Los inversores están ganando mucho dinero con las rentas, lo que supone extraer dinero del bolsillo de los ciudadanos y por tanto de la economía productiva, pero también por el mero hecho de poseer los inmuebles, que se paquetizan y se convierten en activos que cotizan como si fueran acciones de una empresa convencional. La diferencia es que no producen nada, más allá de toneladas de dinero de mentira, que busca de nuevo otro lugar donde replicarse: las residencias de ancianos, la sanidad, la formación profesional…

La dimensión desmesurada de la economía financiera está colonizando la vida cotidiana en un proceso que se conoce como financiarización, es decir, que cualquier cosa se convierta en un activo sobre el que crear incluso productos derivados. Ya se están, de hecho, tokenizando viviendas de manera completamente alegal, fraccionándolas en pequeñas porciones imaginarias para sacar aún más beneficio de las mismas.

Llegados a este punto de la narración si sienten mareos o náuseas es que aún son personas con dos dedos de frente. Todo es como parece: el sistema financiero es un gigantesco exceso basado en alterar artificialmente el precio de las cosas de una forma tan tiránica como peligrosa. Lo peor es el secuestro al que nos tienen sometidos. Si se hunden, como volverá a pasar, nos arrastran con ellos al fondo.

Desconozco por qué este Gobierno no ha actuado con contundencia para intervenir el mercado inmobiliario, como sí hizo con el mercado de la energía. Pero deduzco que la razón es que cuando Larry Fink –CEO de Blackrock– descuelga el teléfono, Pedro Sánchez, como cualquier otro presidente europeo, debe hablar con él y no contrariarle demasiado.

Hace unos días, el sindicato Comisiones Obreras publicó un interesante informe que explicaba cómo nuestro país se había gastado doscientos mil millones de euros, de 1982 a 2022, en exenciones fiscales en vivienda. Con ese dinero hoy podríamos tener dos millones de viviendas públicas, a las que habría que sumar otros 2,7 millones de casas protegidas, que sí se edificaron pero que acabaron privatizadas. 

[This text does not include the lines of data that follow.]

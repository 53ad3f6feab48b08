use std::collections::{BTreeMap, BTreeSet};

use dynamixel1::instructions::{instruction_id, packet_id};
use dynamixel1::packet::checksum;
use dynamixel1::Packet;
use log::{trace, warn};

pub struct ControlTable {
	data: Vec<u8>,
}

impl ControlTable {
	pub fn new(size: usize) -> Self {
		Self { data: vec![0; size] }
	}

	pub fn read(&self, address: u8, length: u8) -> Option<&[u8]> {
		let start = address as usize;
		let end = start + length as usize;
		if end > self.data.len() {
			return None;
		}
		trace!("Read {:?} from {:?} in control table", &self.data[start..end], address);
		Some(&self.data[start..end])
	}

	pub fn write(&mut self, address: u8, data: &[u8]) -> bool {
		let start = address as usize;
		let end = start + data.len();
		if end > self.data.len() {
			return false;
		}
		self.data[start..end].copy_from_slice(data);
		trace!("Wrote {:?} to {:?} in control table", &self.data[start..end], address);
		true
	}
}

struct MockDevice {
	control_table: ControlTable,
	error: u8,
	quiet: bool,
}

/// A set of simulated devices sharing one bus.
///
/// Sync reads and sync writes that expect an aggregated response are answered as a single status packet from `sync_id`.
pub struct MockDevices {
	devices: BTreeMap<u8, MockDevice>,
	pub sync_id: u8,
	pub sync_read_instruction: u8,
	pub sync_write_and_check_instruction: u8,
	pub ignored_instructions: BTreeSet<u8>,
}

impl MockDevices {
	pub fn new(ids: &[u8]) -> Self {
		let devices = ids
			.iter()
			.map(|&id| {
				let device = MockDevice {
					control_table: ControlTable::new(0x40),
					error: 0,
					quiet: false,
				};
				(id, device)
			})
			.collect();
		Self {
			devices,
			sync_id: packet_id::BROADCAST,
			sync_read_instruction: instruction_id::SYNC_READ,
			sync_write_and_check_instruction: instruction_id::SYNC_WRITE_AND_CHECK,
			ignored_instructions: BTreeSet::new(),
		}
	}

	/// Read a range from the control table of a device.
	pub fn read(&self, id: u8, address: u8, length: u8) -> Vec<u8> {
		let device = &self.devices[&id];
		device.control_table.read(address, length).expect("read outside control table").to_vec()
	}

	/// Write to the control table of a device directly.
	pub fn write(&mut self, id: u8, address: u8, data: &[u8]) {
		let device = self.devices.get_mut(&id).expect("unknown device");
		assert!(device.control_table.write(address, data));
	}

	/// Set the error byte that a device puts in its status packets.
	pub fn set_error(&mut self, id: u8, error: u8) {
		self.devices.get_mut(&id).expect("unknown device").error = error;
	}

	/// Make a device stop responding.
	pub fn set_quiet(&mut self, id: u8) {
		self.devices.get_mut(&id).expect("unknown device").quiet = true;
	}

	/// Handle an instruction frame and produce the reply, if any.
	pub fn handle(&mut self, frame: &[u8]) -> Option<Vec<u8>> {
		assert!(frame.len() >= 6, "frame too short: {:02X?}", frame);
		assert!(frame[..2] == [0xFF, 0xFF], "invalid sync bytes: {:02X?}", frame);
		assert!(usize::from(frame[3]) + 4 == frame.len(), "invalid length field: {:02X?}", frame);
		assert!(checksum(&frame[2..frame.len() - 1]) == frame[frame.len() - 1], "invalid checksum: {:02X?}", frame);

		let id = frame[2];
		let instruction = frame[4];
		let parameters = &frame[5..frame.len() - 1];
		if self.ignored_instructions.contains(&instruction) {
			return None;
		}

		match instruction {
			instruction_id::PING => self.reply(id, &[]),
			instruction_id::READ => {
				let (address, length) = (parameters[0], parameters[1]);
				let data = self.devices.get(&id)?.control_table.read(address, length)?.to_vec();
				self.reply(id, &data)
			},
			instruction_id::WRITE => {
				let (address, data) = (parameters[0], &parameters[1..]);
				if id == packet_id::BROADCAST {
					for device in self.devices.values_mut() {
						device.control_table.write(address, data);
					}
					None
				} else {
					self.devices.get_mut(&id)?.control_table.write(address, data);
					self.reply(id, &[])
				}
			},
			instruction_id::SYNC_WRITE => {
				assert!(id == packet_id::BROADCAST);
				self.sync_write(parameters);
				None
			},
			x if x == self.sync_read_instruction => {
				assert!(id == self.sync_id);
				let (address, length) = (parameters[0], parameters[1]);
				let mut data = Vec::new();
				for motor_id in &parameters[2..] {
					match self.devices.get(motor_id).filter(|device| !device.quiet) {
						Some(device) => {
							data.push(device.error);
							data.extend_from_slice(device.control_table.read(address, length)?);
						},
						None => {
							data.push(0xFF);
							data.extend(std::iter::repeat(0).take(length.into()));
						},
					}
				}
				Some(status_frame(self.sync_id, 0, &data))
			},
			x if x == self.sync_write_and_check_instruction => {
				assert!(id == self.sync_id);
				let acknowledged = self.sync_write(parameters);
				Some(status_frame(self.sync_id, 0, &acknowledged))
			},
			x => {
				warn!("unknown instruction {:#04X}", x);
				None
			},
		}
	}

	/// Apply a sync write and return the aggregated acknowledgement.
	fn sync_write(&mut self, parameters: &[u8]) -> Vec<u8> {
		let address = parameters[0];
		let length = usize::from(parameters[1]);
		let mut acknowledged = Vec::new();
		for entry in parameters[2..].chunks_exact(length + 1) {
			let (motor_id, data) = (entry[0], &entry[1..]);
			match self.devices.get_mut(&motor_id).filter(|device| !device.quiet) {
				Some(device) => {
					device.control_table.write(address, data);
					acknowledged.push(device.error);
					acknowledged.extend_from_slice(data);
				},
				None => {
					acknowledged.push(0xFF);
					acknowledged.extend(std::iter::repeat(0).take(length));
				},
			}
		}
		acknowledged
	}

	fn reply(&self, id: u8, data: &[u8]) -> Option<Vec<u8>> {
		let device = self.devices.get(&id).filter(|device| !device.quiet)?;
		Some(status_frame(id, device.error, data))
	}
}

/// Encode a status packet.
pub fn status_frame(id: u8, error: u8, data: &[u8]) -> Vec<u8> {
	let mut packet = Packet::status(id, data.len());
	packet.set_error(error);
	packet.append_slice(data);
	packet.prepare();
	packet.as_bytes().to_vec()
}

Si el Estado tuviera ahora cinco millones de viviendas en propiedad, Pedro Sánchez tendría que seguir cogiéndole el teléfono a Larry Fink, pero quizá lo haría en igualdad de condiciones. Por lo visto, en esto consistía la democracia. En que el poder político, que expresa el mandato de los ciudadanos en las urnas, se impusiera a la minoría de los que más tienen. No es sólo un tema de precios, es, sobre todo, una cuestión civilizatoria.